**Aim of the exercise:**
Go through the listing below and state how many lines hold the word "enum", giving only the number.

§

impl CheckInType {
    pub fn as_str(&self) -> &'static str {
        match self {
            CheckInType::Morning => "morning",
            CheckInType::Afternoon => "afternoon",
        }
    }
}

/// Append-only log entry written on submit, skip, or hard error.
#[derive(Debug, Clone, PartialEq, Serialize, Deserialize)]
#[serde(rename_all = "camelCase")]
pub struct CheckInRecord {
    pub id: String,
    pub date: String,
    #[serde(rename = "type")]
    pub check_in_type: CheckInType,
    #[serde(default)]
    pub user_message: String,
    #[serde(default)]
    pub ai_response: String,
    #[serde(default, skip_serializing_if = "Option::is_none")]
    pub adjustments: Option<Vec<String>>,
    #[serde(default, skip_serializing_if = "Option::is_none")]
    pub mood: Option<String>,
    pub timestamp: DateTime<Utc>,
}

// =============================================================================
// Reminders
// =============================================================================

#[derive(Debug, Clone, Copy, PartialEq, Eq, Serialize, Deserialize, Default)]
#[serde(rename_all = "lowercase")]
pub enum ReminderPriority {
    #[default]
    None,
    Low,
    Medium,
    High,
}

#[derive(Debug, Clone, PartialEq, Serialize, Deserialize)]
#[serde(rename_all = "camelCase")]
pub struct Reminder {
    pub id: String,
    pub title: String,
    #[serde(default, skip_serializing_if = "Option::is_none")]
    pub notes: Option<String>,
    /// yyyy-mm-dd
    #[serde(default, skip_serializing_if = "Option::is_none")]
    pub due_date: Option<String>,
    #[serde(default)]
    pub completed: bool,
    #[serde(default, skip_serializing_if = "Option::is_none")]
    pub completed_at: Option<DateTime<Utc>>,
    #[serde(default)]
    pub flagged: bool,
    #[serde(default)]
    pub priority: ReminderPriority,
    pub list_id: String,
    pub created_at: DateTime<Utc>,
}

// =============================================================================
// Self-care
// =============================================================================

/// Wellness completion flags, valid only for `date`.
#[derive(Debug, Clone, Default, PartialEq, Serialize, Deserialize)]
#[serde(rename_all = "camelCase")]
pub struct WellnessChecklist {
    #[serde(default)]
    pub date: String,
    #[serde(default)]
    pub states: BTreeMap<String, bool>,
}

/// Medication doses logged for `date`. `skipped` and `times` never coexist.
#[derive(Debug, Clone, Default, PartialEq, Serialize, Deserialize)]
#[serde(rename_all = "camelCase")]
pub struct DoseLog {
    #[serde(default)]
    pub date: String,
    #[serde(default)]
    pub times: Vec<DateTime<Utc>>,
    #[serde(default)]
    pub skipped: bool,
}

#[derive(Debug, Clone, Default, PartialEq, Serialize, Deserialize)]
#[serde(rename_all = "camelCase")]
pub struct SelfCare {
    #[serde(default)]
    pub wellness: WellnessChecklist,
    #[serde(default)]
    pub doses: DoseLog,
}

/// Partial self-care write. `None` fields are left as stored.
#[derive(Debug, Clone, Default, PartialEq)]
pub struct SelfCarePatch {
    pub wellness: Option<WellnessChecklist>,
    pub doses: Option<DoseLog>,
}

#[derive(Debug, Clone, Copy, PartialEq, Eq, Serialize, Deserialize, Default)]
#[serde(rename_all = "lowercase")]
pub enum MedType {
    /// Immediate release: up to three doses a day
    #[default]
    Ir,
    /// Extended release: a main dose plus at most one booster
    Xr,
}

#[derive(Debug, Clone, Copy, PartialEq, Eq, Serialize, Deserialize)]
#[serde(rename_all = "camelCase")]
pub struct MedConfig {
    #[serde(default)]
    pub med_type: MedType,
    #[serde(default = "default_max_doses")]
    pub max_doses: u8,
}

impl Default for MedConfig {
    fn default() -> Self {
        Self {
            med_type: MedType::default(),
            max_doses: default_max_doses(),
        }
    }
}

fn default_max_doses() -> u8 {
    2
}

impl MedConfig {
    /// Number of dose slots that can be filled in one day (1..=3).
    pub fn dose_slots(&self) -> usize {
        let type_cap = match self.med_type {
            MedType::Ir => 3,
            MedType::Xr => 2,
        };
        usize::from(self.max_doses.clamp(1, 3)).min(type_cap)
    }
}

// =============================================================================
// Classes and week notes
// =============================================================================

#[derive(Debug, Clone, PartialEq, Serialize, Deserialize)]
#[serde(rename_all = "camelCase")]
pub struct Class {
    pub id: String,
    pub name: String,
    pub day: Weekday,
    /// "HH:MM"
    pub start_time: String,
    pub end_time: String,
    #[serde(default, skip_serializing_if = "Option::is_none")]
    pub studio: Option<String>,
}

§

**Finished task:**
2